JURNALISHUKUM.COM, JAMBI – Yayasan Lembaga Konsumen Indonesia (YLKI) Provinsi Jambi menentang keras aksi premanisme debt collector yang kerap merampas sepeda motor konsumen di jalan.
Bahkan, saat ini YLKI Provinsi Jambi telah melayangkan surat ke Kapolri Jenderal Listyo Sigit Prabowo, perihal permohonan audiensi terkait aksi debt collector yang tak sungkan -sungkan melakukan kekerasan terhadap konsumen.
Jelas Ibnu, surat permohonan audiensi tersebut telah dikirim ke Mabes Polri tanggal 17 Juli 2023.
“Kami telah mengirimkan surat ke Mabes Polri, mohon audiensi dengan Kapolri dimana maraknya dept collector bak premanisme ” ucap Ibnu saat dikonfirmasi jurnalishukum.com via telpon genggamnya, Kamis (20/07/2023) sekitar pukul 20.00 WIB..
Dalam isi surat tersebut, YLKI menuliskan eksekusi jaminan fidusia masih marak dilakukan oleh para debt collector yang notabene adalah para premanisme.
Ia menjelaskan, permohonan audiensi dengan Kapolri tersebut, merujuk pada:
1. Undang-undang nomor 8 Tahun 1999 tentang perlindungan konsumen.
2. Undang-undang nomor 2 Tahun 2002 tentang Kepolisian RI.
3. Putusan Mahkamah Konstitusi (MK) Nomor 18/PUU-XVII/2019 tentang eksekusi jaminan fidusia harus melalui pengadilan.
4. Perkap nomor 8 Tahun 2011 tentang jaminan fidusia.
5. Surat Kementerian Sekretariat Negara Republik Indonesia Nomor : B 1753/Kemensetneg/D-2/SR.03/04/2016 tentang pemberantasan premanisme debt colletor.
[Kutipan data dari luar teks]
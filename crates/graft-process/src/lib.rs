//! Hook and process execution for graft.
//!
//! Vendor hooks (`pre_sync` / `post_sync`) are shell command strings run
//! through the platform shell with an injected environment describing the
//! vendor being synced. Output is captured, duration is recorded, and an
//! optional wall-clock timeout kills runaways.
//!
//! # Example
//!
//! ```
//! use graft_process::run_shell_hook;
//! use graft_types::CancelToken;
//! use std::path::Path;
//!
//! let result = run_shell_hook(
//!     "true",
//!     Path::new("."),
//!     &[],
//!     None,
//!     &CancelToken::new(),
//! ).expect("run");
//! assert!(result.success());
//! ```

use std::io::Read;
use std::path::Path;
use std::process::{Command, Stdio};
use std::time::{Duration, Instant};

use graft_types::{CancelToken, Error, Result};
use serde::{Deserialize, Serialize};

/// Captured outcome of one hook execution.
#[derive(Debug, Clone, Serialize, Deserialize)]
pub struct HookResult {
    /// Exit code (-1 when unavailable, e.g. killed by signal or timeout).
    pub exit_code: i32,
    pub stdout: String,
    pub stderr: String,
    pub timed_out: bool,
    pub duration_ms: u64,
}

impl HookResult {
    pub fn success(&self) -> bool {
        self.exit_code == 0 && !self.timed_out
    }
}

fn shell_command(script: &str) -> Command {
    #[cfg(windows)]
    {
        let mut cmd = Command::new("cmd");
        cmd.arg("/C").arg(script);
        cmd
    }

    #[cfg(not(windows))]
    {
        let mut cmd = Command::new("sh");
        cmd.arg("-c").arg(script);
        cmd
    }
}

/// Run a hook command string through the shell.
///
/// `env` entries are appended to the inherited environment. With a timeout
/// the child is polled and killed once the deadline passes; the timeout
/// note is appended to captured stderr.
pub fn run_shell_hook(
    script: &str,
    working_dir: &Path,
    env: &[(String, String)],
    timeout: Option<Duration>,
    cancel: &CancelToken,
) -> Result<HookResult> {
    cancel.check()?;

    let start = Instant::now();
    let mut cmd = shell_command(script);
    cmd.current_dir(working_dir)
        .stdout(Stdio::piped())
        .stderr(Stdio::piped());
    for (key, value) in env {
        cmd.env(key, value);
    }

    let mut child = cmd.spawn().map_err(|e| Error::HookFailed {
        hook: script.to_string(),
        exit_code: -1,
        stderr: format!("failed to spawn shell: {e}"),
    })?;

    let deadline = timeout.map(|t| start + t);
    loop {
        if cancel.is_cancelled() {
            let _ = child.kill();
            let _ = child.wait();
            return Err(Error::Cancelled);
        }

        match child.try_wait().map_err(|e| Error::HookFailed {
            hook: script.to_string(),
            exit_code: -1,
            stderr: format!("failed to poll hook: {e}"),
        })? {
            Some(status) => {
                return Ok(HookResult {
                    exit_code: status.code().unwrap_or(-1),
                    stdout: read_pipe(child.stdout.take()),
                    stderr: read_pipe(child.stderr.take()),
                    timed_out: false,
                    duration_ms: start.elapsed().as_millis() as u64,
                });
            }
            None => {
                if let Some(deadline) = deadline {
                    if Instant::now() >= deadline {
                        let _ = child.kill();
                        let _ = child.wait();

                        let mut stderr = read_pipe(child.stderr.take());
                        stderr.push_str(&format!(
                            "\nhook timed out after {}",
                            humantime::format_duration(timeout.unwrap_or_default())
                        ));

                        return Ok(HookResult {
                            exit_code: -1,
                            stdout: read_pipe(child.stdout.take()),
                            stderr,
                            timed_out: true,
                            duration_ms: start.elapsed().as_millis() as u64,
                        });
                    }
                }

                std::thread::sleep(Duration::from_millis(25));
            }
        }
    }
}

/// Run a hook and convert a non-zero exit into [`Error::HookFailed`].
pub fn run_hook_checked(
    name: &str,
    script: &str,
    working_dir: &Path,
    env: &[(String, String)],
    cancel: &CancelToken,
) -> Result<HookResult> {
    let result = run_shell_hook(script, working_dir, env, None, cancel)?;
    if !result.success() {
        return Err(Error::HookFailed {
            hook: name.to_string(),
            exit_code: result.exit_code,
            stderr: result.stderr,
        });
    }
    Ok(result)
}

fn read_pipe<R: Read>(stream: Option<R>) -> String {
    let mut buffer = Vec::new();
    if let Some(mut s) = stream {
        let _ = s.read_to_end(&mut buffer);
    }
    String::from_utf8_lossy(&buffer).to_string()
}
Ibnu mengatakan, aksi-aksi premanisme debt collector sudah sangat meresahkan masyarakat. Maraknya aksi premanisme debt collector ini tidak terlepas dari adanya indikasi pembiaran oleh aparat penegak hukum, khususnya di Polda Jambi dan Polres jajaran.
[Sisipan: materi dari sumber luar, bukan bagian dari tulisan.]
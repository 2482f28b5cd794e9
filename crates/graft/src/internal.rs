//! Internal (host-tree) vendor sync.
//!
//! Internal vendors mirror paths of the host project itself; their ref is
//! the literal `"local"` and no network, checkout, or license gating is
//! involved. The commit hash is synthesized deterministically from the
//! source file hashes (ordered by path), and `source_file_hashes` is
//! recorded so verify can tell which side of an internal mapping drifted.

use std::collections::BTreeMap;
use std::fs;
use std::path::{Path, PathBuf};

use graft_types::{
    BranchSpec, CancelToken, CopyStats, Error, LockDetails, RefMetadata, Result, SyncOptions,
    VendorSpec,
};

use graft_process::run_hook_checked;

use crate::cache::{CacheEntry, CacheFile, CacheStore};
use crate::copier;
use crate::hash;
use crate::position::{normalize_path, parse_file_position};
use crate::reporter::{SharedReporter, null_shared};
use crate::sync::{
    ENV_VENDOR_COMMIT, ENV_VENDOR_NAME, ENV_VENDOR_REF, ENV_VENDOR_URL, ENV_FILES_COPIED,
    SyncOutcome, lock_entry_still_verifies,
};

/// Ref name carried by every internal vendor.
pub const LOCAL_REF: &str = "local";

/// Sync service for vendors whose source is the host project tree.
pub struct InternalSyncService {
    project_root: PathBuf,
    vendor_root: PathBuf,
    cache: CacheStore,
    reporter: SharedReporter,
}

impl InternalSyncService {
    pub fn new(project_root: impl Into<PathBuf>, vendor_root: impl Into<PathBuf>) -> Self {
        let vendor_root = vendor_root.into();
        Self {
            project_root: project_root.into(),
            cache: CacheStore::in_root(&vendor_root),
            vendor_root,
            reporter: null_shared(),
        }
    }

    pub fn with_reporter(mut self, reporter: SharedReporter) -> Self {
        self.reporter = reporter;
        self
    }

    fn info(&self, msg: &str) {
        self.reporter.lock().unwrap().info(msg);
    }

    /// The vendor's source directory inside the project tree.
    fn source_root(&self, vendor: &VendorSpec) -> PathBuf {
        let rel = normalize_path(&vendor.url);
        if rel.is_empty() || rel == "." {
            self.project_root.clone()
        } else {
            self.project_root.join(rel)
        }
    }

    /// Hash every source file the mappings reach, ordered by path.
    fn collect_source_hashes(
        &self,
        src_root: &Path,
        spec: &BranchSpec,
    ) -> Result<BTreeMap<String, String>> {
        let mut hashes = BTreeMap::new();
        for mapping in &spec.mapping {
            let from = parse_file_position(&mapping.from)?;
            let path = src_root.join(&from.path);
            let meta = fs::metadata(&path).map_err(|e| Error::io(&path, e))?;
            if meta.is_dir() {
                walk_tree(&path, &from.path, &mut hashes)?;
            } else {
                hashes.insert(from.path.clone(), hash::file_sha256_hex(&path)?);
            }
        }
        Ok(hashes)
    }

    /// Sync one internal vendor. `prev` is the matching lock entry.
    pub fn sync_ref(
        &self,
        vendor: &VendorSpec,
        spec: &BranchSpec,
        prev: Option<&LockDetails>,
        opts: &SyncOptions,
        cancel: &CancelToken,
    ) -> Result<SyncOutcome> {
        cancel.check()?;

        let src_root = self.source_root(vendor);
        let source_file_hashes = self.collect_source_hashes(&src_root, spec)?;
        let commit_hash = pseudo_commit_hash(&source_file_hashes);

        if !opts.force && !opts.no_cache {
            if let Some(prev) = prev {
                if prev.commit_hash == commit_hash
                    && lock_entry_still_verifies(&self.project_root, prev)
                {
                    self.info(&format!("{}@{LOCAL_REF}: up to date", vendor.name));
                    return Ok(SyncOutcome {
                        vendor: vendor.name.clone(),
                        ref_: LOCAL_REF.to_string(),
                        metadata: RefMetadata {
                            commit_hash: prev.commit_hash.clone(),
                            version_tag: None,
                            positions: prev.positions.clone(),
                        },
                        stats: CopyStats::default(),
                        skipped: true,
                        license_spdx: None,
                        license_path: None,
                        file_hashes: prev.file_hashes.clone(),
                        source_file_hashes: Some(source_file_hashes),
                    });
                }
            }
        }

        let hooks = vendor.hooks.clone().unwrap_or_default();
        let env = |commit: Option<&str>, copied: Option<u64>| {
            let mut env = vec![
                (ENV_VENDOR_NAME.to_string(), vendor.name.clone()),
                (ENV_VENDOR_URL.to_string(), vendor.url.clone()),
                (ENV_VENDOR_REF.to_string(), LOCAL_REF.to_string()),
            ];
            if let Some(commit) = commit {
                env.push((ENV_VENDOR_COMMIT.to_string(), commit.to_string()));
            }
            if let Some(copied) = copied {
                env.push((ENV_FILES_COPIED.to_string(), copied.to_string()));
            }
            env
        };

        if !opts.dry_run {
            if let Some(script) = &hooks.pre_sync {
                cancel.check()?;
                run_hook_checked(
                    "pre_sync",
                    script,
                    &self.project_root,
                    &env(None, None),
                    cancel,
                )?;
            }
        }

        cancel.check()?;
        let outcome =
            copier::copy_mappings(&src_root, &self.project_root, vendor, spec, opts.dry_run)?;

        if !opts.dry_run {
            if let Some(script) = &hooks.post_sync {
                cancel.check()?;
                run_hook_checked(
                    "post_sync",
                    script,
                    &self.project_root,
                    &env(Some(&commit_hash), Some(outcome.stats.file_count)),
                    cancel,
                )?;
            }

            self.cache.save(
                &vendor.name,
                LOCAL_REF,
                &CacheEntry {
                    commit_hash: commit_hash.clone(),
                    files: outcome
                        .file_hashes
                        .iter()
                        .map(|(path, hash)| CacheFile {
                            path: path.clone(),
                            hash: hash.clone(),
                        })
                        .collect(),
                },
            )?;

            self.info(&format!(
                "{}@{LOCAL_REF}: copied {} files",
                vendor.name, outcome.stats.file_count
            ));
        }

        Ok(SyncOutcome {
            vendor: vendor.name.clone(),
            ref_: LOCAL_REF.to_string(),
            metadata: RefMetadata {
                commit_hash,
                version_tag: None,
                positions: outcome.positions,
            },
            stats: outcome.stats,
            skipped: false,
            license_spdx: None,
            license_path: None,
            file_hashes: outcome.file_hashes,
            source_file_hashes: Some(source_file_hashes),
        })
    }

    /// Vendor-root path, used by audit when composing services.
    pub fn vendor_root(&self) -> &Path {
        &self.vendor_root
    }
}

/// Deterministic pseudo commit: SHA-256 over the source hashes in path
/// order.
pub fn pseudo_commit_hash(source_hashes: &BTreeMap<String, String>) -> String {
    let mut concat = String::new();
    for hash in source_hashes.values() {
        concat.push_str(hash);
    }
    hash::sha256_hex(concat.as_bytes())
}

fn walk_tree(
    dir: &Path,
    rel: &str,
    out: &mut BTreeMap<String, String>,
) -> Result<()> {
    let mut entries: Vec<_> = fs::read_dir(dir)
        .map_err(|e| Error::io(dir, e))?
        .collect::<std::io::Result<_>>()
        .map_err(|e| Error::io(dir, e))?;
    entries.sort_by_key(|e| e.file_name());

    for entry in entries {
        let name = entry.file_name();
        if name == ".git" {
            continue;
        }
        let child_rel = format!("{rel}/{}", name.to_string_lossy());
        let meta = match fs::metadata(entry.path()) {
            Ok(meta) => meta,
            Err(_) => continue,
        };
        if meta.is_dir() {
            walk_tree(&entry.path(), &child_rel, out)?;
        } else if meta.is_file() {
            out.insert(child_rel, hash::file_sha256_hex(&entry.path())?);
        }
    }
    Ok(())
}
“Sering kali laporan masyarakat ke aparat terkait aksi premanisme justru ditolak, sehingga para debt collector bebas melakukan pelanggaran hukum,” ungkap Ibnu.
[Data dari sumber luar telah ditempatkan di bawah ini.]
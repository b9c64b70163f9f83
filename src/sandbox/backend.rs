//! Backend capability trait and types.

use std::path::{Path, PathBuf};
use std::time::Duration;

use async_trait::async_trait;

use crate::config::SandboxIdentity;
use crate::error::Result;

/// Facts observed by probing a backend. Sandbox state is derived from these.
#[derive(Debug, Clone, Copy, PartialEq, Eq, Default)]
pub struct BackendProbe {
    /// The distribution, image, or container resources exist.
    pub installed: bool,
    /// The backend is currently running.
    pub running: bool,
    /// The sandbox working directory exists.
    pub workspace_present: bool,
}

/// A shell command to run inside the sandbox.
#[derive(Debug, Clone, PartialEq, Eq)]
pub struct ExecRequest {
    /// Shell command line.
    pub command: String,
    /// Directory inside the sandbox to run from.
    pub working_dir: Option<PathBuf>,
    /// Kill the command and fail with `Timeout` after this long.
    pub timeout: Option<Duration>,
}

impl ExecRequest {
    pub fn new(command: impl Into<String>) -> Self {
        Self {
            command: command.into(),
            working_dir: None,
            timeout: None,
        }
    }

    pub fn in_dir(mut self, dir: impl Into<PathBuf>) -> Self {
        self.working_dir = Some(dir.into());
        self
    }

    pub fn with_timeout(mut self, timeout: Option<Duration>) -> Self {
        self.timeout = timeout;
        self
    }
}

/// Captured result of a command run inside the sandbox.
#[derive(Debug, Clone, PartialEq, Eq)]
pub struct ExecOutput {
    pub exit_code: i32,
    pub stdout: String,
    pub stderr: String,
}

impl ExecOutput {
    pub fn success(&self) -> bool {
        self.exit_code == 0
    }
}

/// Capability interface over a sandbox host.
///
/// Implementations translate each capability into their own invocation
/// syntax; the lifecycle state machine and the teardown protocol only talk
/// to this trait. Every method blocks (awaits) until the backend reports
/// completion.
#[async_trait]
pub trait SandboxBackend: Send + Sync {
    /// Short backend name used in logs.
    fn name(&self) -> &str;

    /// Observes the backend without changing it.
    async fn probe(&self, identity: &SandboxIdentity) -> Result<BackendProbe>;

    /// Installs the distribution or brings up the backing resources.
    async fn install(&self, identity: &SandboxIdentity) -> Result<()>;

    /// Ensures the account and working directory exist.
    ///
    /// Returns true if the account was created by this call.
    async fn provision(&self, identity: &SandboxIdentity) -> Result<bool>;

    /// Resumes a suspended backend.
    async fn start(&self, identity: &SandboxIdentity) -> Result<()>;

    /// Suspends the backend, keeping its data.
    async fn stop(&self, identity: &SandboxIdentity) -> Result<()>;

    /// Runs a command as the sandbox account. A non-zero exit is returned, not raised.
    async fn exec(&self, identity: &SandboxIdentity, request: ExecRequest) -> Result<ExecOutput>;

    /// Reads a sandbox file. Returns `None` if it does not exist.
    async fn read_file(&self, identity: &SandboxIdentity, path: &Path) -> Result<Option<Vec<u8>>>;

    /// Writes a sandbox file, creating parent directories and replacing any existing file.
    async fn write_file(&self, identity: &SandboxIdentity, path: &Path, contents: &[u8])
        -> Result<()>;

    /// Lists every regular file below `root`, recursively, as absolute sandbox paths.
    async fn list_files(&self, identity: &SandboxIdentity, root: &Path) -> Result<Vec<PathBuf>>;

    /// Removes the account and releases every backend resource.
    async fn remove(&self, identity: &SandboxIdentity) -> Result<()>;
}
Ia menegaskan, proses eksekusi adalah pelaksanaan putusan Pengadilan yang mempunyai kekuatan hukum tetap.
“Alangkah naifnya negara Indonesia yang berpanglimakan hukum akan tetapi pelaksanaan putusan dieksekusi oleh para premanisme,” paparnya.
Lebih lanjut ujar Ibnu. Tahun 2016 kami pernah menyurati Kapolda Jambi untuk membahas dept collector, namun tidak direspon pihak Polda sehingga kami melayangkan surat ke Presiden dan langsung ditanggapi oleh Mensesneg kemudian ada telegram dari Kapolri untuk Kapolda Jambi, kami dengar ada rapat pembahasan internal tim polda terkait pembahasan premanisme yang berkedok debt collector dan untuk saat ini 17 Juli 2023, kami mengirimkan surat mohon audensi dengan Kapolri.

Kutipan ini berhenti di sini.